**** INFORMATION GIVEN

use serde::{Deserialize, Serialize};
use std::time::Duration;

/// Server configuration
#[derive(Debug, Clone, Serialize, Deserialize)]
pub struct ServerConfig {
    /// Server host
    pub host: String,
    /// Server port
    pub port: u16,
}

/// Windowed analysis configuration
#[derive(Debug, Clone, Serialize, Deserialize)]
pub struct PipelineConfig {
    /// Length of one aggregation window in seconds
    pub window_seconds: u64,
    /// Maximum number of packet observations buffered between windows
    pub ingestion_capacity: usize,
    /// Factor applied to the inbound rate on an empty window
    pub decay_factor: f64,
    /// Whether monitoring is active right after startup
    pub start_monitoring: bool,
}

impl PipelineConfig {
    pub fn window(&self) -> Duration {
        Duration::from_secs(self.window_seconds.max(1))
    }
}

/// Risk scorer configuration
#[derive(Debug, Clone, Default, Serialize, Deserialize)]
pub struct ScorerConfig {
    /// Path to a JSON model artifact; heuristic scoring only when absent
    pub model_path: Option<String>,
}

/// Packet capture adapter configuration
#[derive(Debug, Clone, Default, Serialize, Deserialize)]
pub struct CaptureConfig {
    /// File to read observations from; stdin when absent
    pub input: Option<String>,
    /// Only observations whose source IP starts with this prefix are accepted
    pub ip_filter: Option<String>,
}

/// Write-behind persistence configuration
#[derive(Debug, Clone, Serialize, Deserialize)]
pub struct PersistenceConfig {
    /// Whether flow records are persisted at all
    pub enabled: bool,
    /// Redis connection URL
    pub redis_url: String,
    /// Redis list receiving one JSON document per flow record
    pub list_key: String,
    /// Maximum number of records waiting for the writer
    pub queue_capacity: usize,
    /// Maximum number of records written per batch
    pub batch_size: usize,
    /// Delay between batch writes in seconds
    pub flush_interval_seconds: u64,
}

/// Mitigation configuration
#[derive(Debug, Clone, Default, Serialize, Deserialize)]
pub struct MitigationConfig {
    /// Firewall agent endpoint notified on block/unblock; log-only when absent
    pub webhook_url: Option<String>,
}

/// Prometheus exporter configuration
#[derive(Debug, Clone, Serialize, Deserialize)]
pub struct MetricsConfig {
    /// Whether to install the Prometheus exporter
    pub enabled: bool,
    /// Exporter listen address
    pub listen: String,
}

/// Auto-block policy configuration
#[derive(Debug, Clone, Serialize, Deserialize)]
pub struct AutoBlockConfig {
    /// Flows with a risk strictly above this value are blocked
    pub risk_threshold: u8,
}

/// Application configuration
#[derive(Debug, Serialize, Deserialize, Clone)]
#[serde(default)]
pub struct Config {
    /// Server configuration
    pub server: ServerConfig,
    /// Windowed analysis configuration
    pub pipeline: PipelineConfig,
    /// Risk scorer configuration
    pub scorer: ScorerConfig,
    /// Capture adapter configuration
    pub capture: CaptureConfig,
    /// Persistence configuration
    pub persistence: PersistenceConfig,
    /// Mitigation configuration
    pub mitigation: MitigationConfig,
    /// Metrics configuration
    pub metrics: MetricsConfig,
    /// Auto-block configuration
    pub auto_block: AutoBlockConfig,
}

impl Default for Config {
    fn default() -> Self {
        Self {
            server: ServerConfig {
                host: "127.0.0.1".to_string(),
                port: 5000,
            },
            pipeline: PipelineConfig {
                window_seconds: 5,
                ingestion_capacity: 10_000,
                decay_factor: 0.8,
                start_monitoring: false,
            },
            scorer: ScorerConfig::default(),
            capture: CaptureConfig::default(),
            persistence: PersistenceConfig {
                enabled: true,
                redis_url: "redis://127.0.0.1:6379".to_string(),
                list_key: "ip_traffic".to_string(),
                queue_capacity: 5_000,
                batch_size: 100,
                flush_interval_seconds: 2,
            },
            mitigation: MitigationConfig::default(),
            metrics: MetricsConfig {
                enabled: true,
                listen: "0.0.0.0:9000".to_string(),
            },
            auto_block: AutoBlockConfig { risk_threshold: 90 },
        }
    }
}
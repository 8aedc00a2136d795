//! Policy-driven blocking of high-risk sources.

use std::sync::Arc;

use log::info;

use crate::core::blocklist::{BlockList, BlockOutcome};
use crate::core::snapshot::AnalysisSnapshot;

/// Blocks every flow whose risk is strictly above the threshold.
///
/// Invoked by whoever reads the snapshot, not on a timer. Re-running it on
/// the same snapshot is a no-op for IPs already in the block set.
pub struct AutoBlockPolicy {
    blocklist: Arc<BlockList>,
    risk_threshold: u8,
}

impl AutoBlockPolicy {
    pub fn new(blocklist: Arc<BlockList>, risk_threshold: u8) -> Self {
        Self {
            blocklist,
            risk_threshold,
        }
    }

    /// Returns the IPs newly blocked by this invocation.
    pub async fn apply(&self, snapshot: &AnalysisSnapshot) -> Vec<String> {
        let mut newly_blocked = Vec::new();

        for flow in snapshot.classified_flows.iter().filter(|f| f.risk > self.risk_threshold) {
            let reason = format!("Auto-Blocked (Risk {}%)", flow.risk);
            if self.blocklist.block(flow.ip(), &reason).await == BlockOutcome::Blocked {
                info!("[AUTO-BLOCK TRIGGERED] IP {} added to block list.", flow.ip());
                metrics::increment_counter!("auto_block_total");
                newly_blocked.push(flow.ip().to_string());
            }
        }

        newly_blocked
    }
}
//! Configuration management for the traffic monitor.
//!
//! This module handles loading and managing application configuration
//! from an optional TOML file and `MONITOR__*` environment variables.

use std::env;
use config::{Config as ConfigBuilder, ConfigError, Environment, File};
use crate::models::Config;

/// Load configuration from the config file and environment variables
pub fn load_config() -> Result<Config, ConfigError> {
    let config_file = env::var("CONFIG_FILE").unwrap_or_else(|_| "config/default.toml".to_string());

    let config = ConfigBuilder::builder()
        .set_default("server.host", "127.0.0.1")?
        .set_default("server.port", 5000)?
        .set_default("pipeline.window_seconds", 5)?
        .set_default("pipeline.ingestion_capacity", 10_000)?
        .set_default("pipeline.decay_factor", 0.8)?
        .set_default("pipeline.start_monitoring", false)?
        .set_default("persistence.enabled", true)?
        .set_default("persistence.redis_url", "redis://127.0.0.1:6379")?
        .set_default("persistence.list_key", "ip_traffic")?
        .set_default("persistence.queue_capacity", 5_000)?
        .set_default("persistence.batch_size", 100)?
        .set_default("persistence.flush_interval_seconds", 2)?
        .set_default("metrics.enabled", true)?
        .set_default("metrics.listen", "0.0.0.0:9000")?
        .set_default("auto_block.risk_threshold", 90)?
        .add_source(File::with_name(&config_file).required(false))
        .add_source(Environment::with_prefix("MONITOR").separator("__"))
        .build()?;

    config.try_deserialize()
}

#[cfg(test)]
mod tests {
    use super::*;

    #[test]
    fn test_defaults_without_file() {
        env::set_var("CONFIG_FILE", "does/not/exist.toml");
        let config = load_config().unwrap();

        assert_eq!(config.pipeline.window_seconds, 5);
        assert_eq!(config.pipeline.ingestion_capacity, 10_000);
        assert_eq!(config.persistence.batch_size, 100);
        assert_eq!(config.auto_block.risk_threshold, 90);
        assert!(config.scorer.model_path.is_none());
        assert!(config.capture.input.is_none());
    }
}
use std::time::{SystemTime, UNIX_EPOCH};

pub fn get_current_timestamp() -> i64 {
    SystemTime::now()
        .duration_since(UNIX_EPOCH)
        .unwrap_or_default()
        .as_secs() as i64
}

/// Per-second rate of `count` over a window of `window_seconds`.
pub fn per_second(count: f64, window_seconds: u64) -> f64 {
    if window_seconds == 0 {
        return 0.0;
    }
    count / window_seconds as f64
}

********

• ACTIVITY: What is the number of lines in the data that include the word "between"? State only that number.

• PROBLEM SOLUTION: 2